-------- Record set

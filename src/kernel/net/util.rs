#[inline]
pub fn read_u16(data: &[u8]) -> u16 {
    u16::from_be_bytes([data[0], data[1]])
}

#[inline]
pub fn write_u16(data: &mut [u8], value: u16) {
    data[..2].copy_from_slice(&value.to_be_bytes());
}

#[inline]
pub fn read_u32(data: &[u8]) -> u32 {
    u32::from_be_bytes([data[0], data[1], data[2], data[3]])
}

#[inline]
pub fn write_u32(data: &mut [u8], value: u32) {
    data[..4].copy_from_slice(&value.to_be_bytes());
}

#[inline]
pub fn read_u64(data: &[u8]) -> u64 {
    let mut bytes = [0u8; 8];
    bytes.copy_from_slice(&data[..8]);
    u64::from_be_bytes(bytes)
}

#[inline]
pub fn write_u64(data: &mut [u8], value: u64) {
    data[..8].copy_from_slice(&value.to_be_bytes());
}

/// Running one's-complement sum (RFC 1071).
///
/// Pieces may be added in any order as long as every piece but the last
/// has even length; the pseudo header and the UDP segment satisfy this.
#[derive(Debug, Clone, Copy, Default)]
pub struct Checksum(u32);

impl Checksum {
    pub const fn new() -> Self {
        Self(0)
    }

    pub fn add_bytes(&mut self, data: &[u8]) -> &mut Self {
        let mut chunks = data.chunks_exact(2);
        for word in &mut chunks {
            self.0 += u16::from_be_bytes([word[0], word[1]]) as u32;
            self.fold();
        }
        if let [last] = chunks.remainder() {
            self.0 += (*last as u32) << 8;
            self.fold();
        }
        self
    }

    pub fn add_u16(&mut self, value: u16) -> &mut Self {
        self.0 += value as u32;
        self.fold();
        self
    }

    fn fold(&mut self) {
        while (self.0 >> 16) != 0 {
            self.0 = (self.0 & 0xffff) + (self.0 >> 16);
        }
    }

    /// Folded sum, not inverted. A region that carries a correct checksum sums to 0xffff.
    pub fn sum(&self) -> u16 {
        self.0 as u16
    }

    pub fn finish(&self) -> u16 {
        !self.sum()
    }
}

// internet checksum (RFC1071)
pub fn checksum(data: &[u8]) -> u16 {
    Checksum::new().add_bytes(data).finish()
}

pub fn verify_checksum(data: &[u8]) -> bool {
    checksum(data) == 0
}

----------------

Instructions for the task: Copy out the material above in its entirety, exactly.

Finished task:
filename src/kernel/net/util.rs
#[inline]
pub fn read_u16(data: &[u8]) -> u16 {
    u16::from_be_bytes([data[0], data[1]])
}

#[inline]
pub fn write_u16(data: &mut [u8], value: u16) {
    data[..2].copy_from_slice(&value.to_be_bytes());
}

#[inline]
pub fn read_u32(data: &[u8]) -> u32 {
    u32::from_be_bytes([data[0], data[1], data[2], data[3]])
}

#[inline]
pub fn write_u32(data: &mut [u8], value: u32) {
    data[..4].copy_from_slice(&value.to_be_bytes());
}

#[inline]
pub fn read_u64(data: &[u8]) -> u64 {
    let mut bytes = [0u8; 8];
    bytes.copy_from_slice(&data[..8]);
    u64::from_be_bytes(bytes)
}

#[inline]
pub fn write_u64(data: &mut [u8], value: u64) {
    data[..8].copy_from_slice(&value.to_be_bytes());
}

/// Running one's-complement sum (RFC 1071).
///
/// Pieces may be added in any order as long as every piece but the last
/// has even length; the pseudo header and the UDP segment satisfy this.
#[derive(Debug, Clone, Copy, Default)]
pub struct Checksum(u32);

impl Checksum {
    pub const fn new() -> Self {
        Self(0)
    }

    pub fn add_bytes(&mut self, data: &[u8]) -> &mut Self {
        let mut chunks = data.chunks_exact(2);
        for word in &mut chunks {
            self.0 += u16::from_be_bytes([word[0], word[1]]) as u32;
            self.fold();
        }
        if let [last] = chunks.remainder() {
            self.0 += (*last as u32) << 8;
            self.fold();
        }
        self
    }

    pub fn add_u16(&mut self, value: u16) -> &mut Self {
        self.0 += value as u32;
        self.fold();
        self
    }

    fn fold(&mut self) {
        while (self.0 >> 16) != 0 {
            self.0 = (self.0 & 0xffff) + (self.0 >> 16);
        }
    }

    /// Folded sum, not inverted. A region that carries a correct checksum sums to 0xffff.
    pub fn sum(&self) -> u16 {
        self.0 as u16
    }

    pub fn finish(&self) -> u16 {
        !self.sum()
    }
}

// internet checksum (RFC1071)
pub fn checksum(data: &[u8]) -> u16 {
    Checksum::new().add_bytes(data).finish()
}

pub fn verify_checksum(data: &[u8]) -> bool {
    checksum(data) == 0
}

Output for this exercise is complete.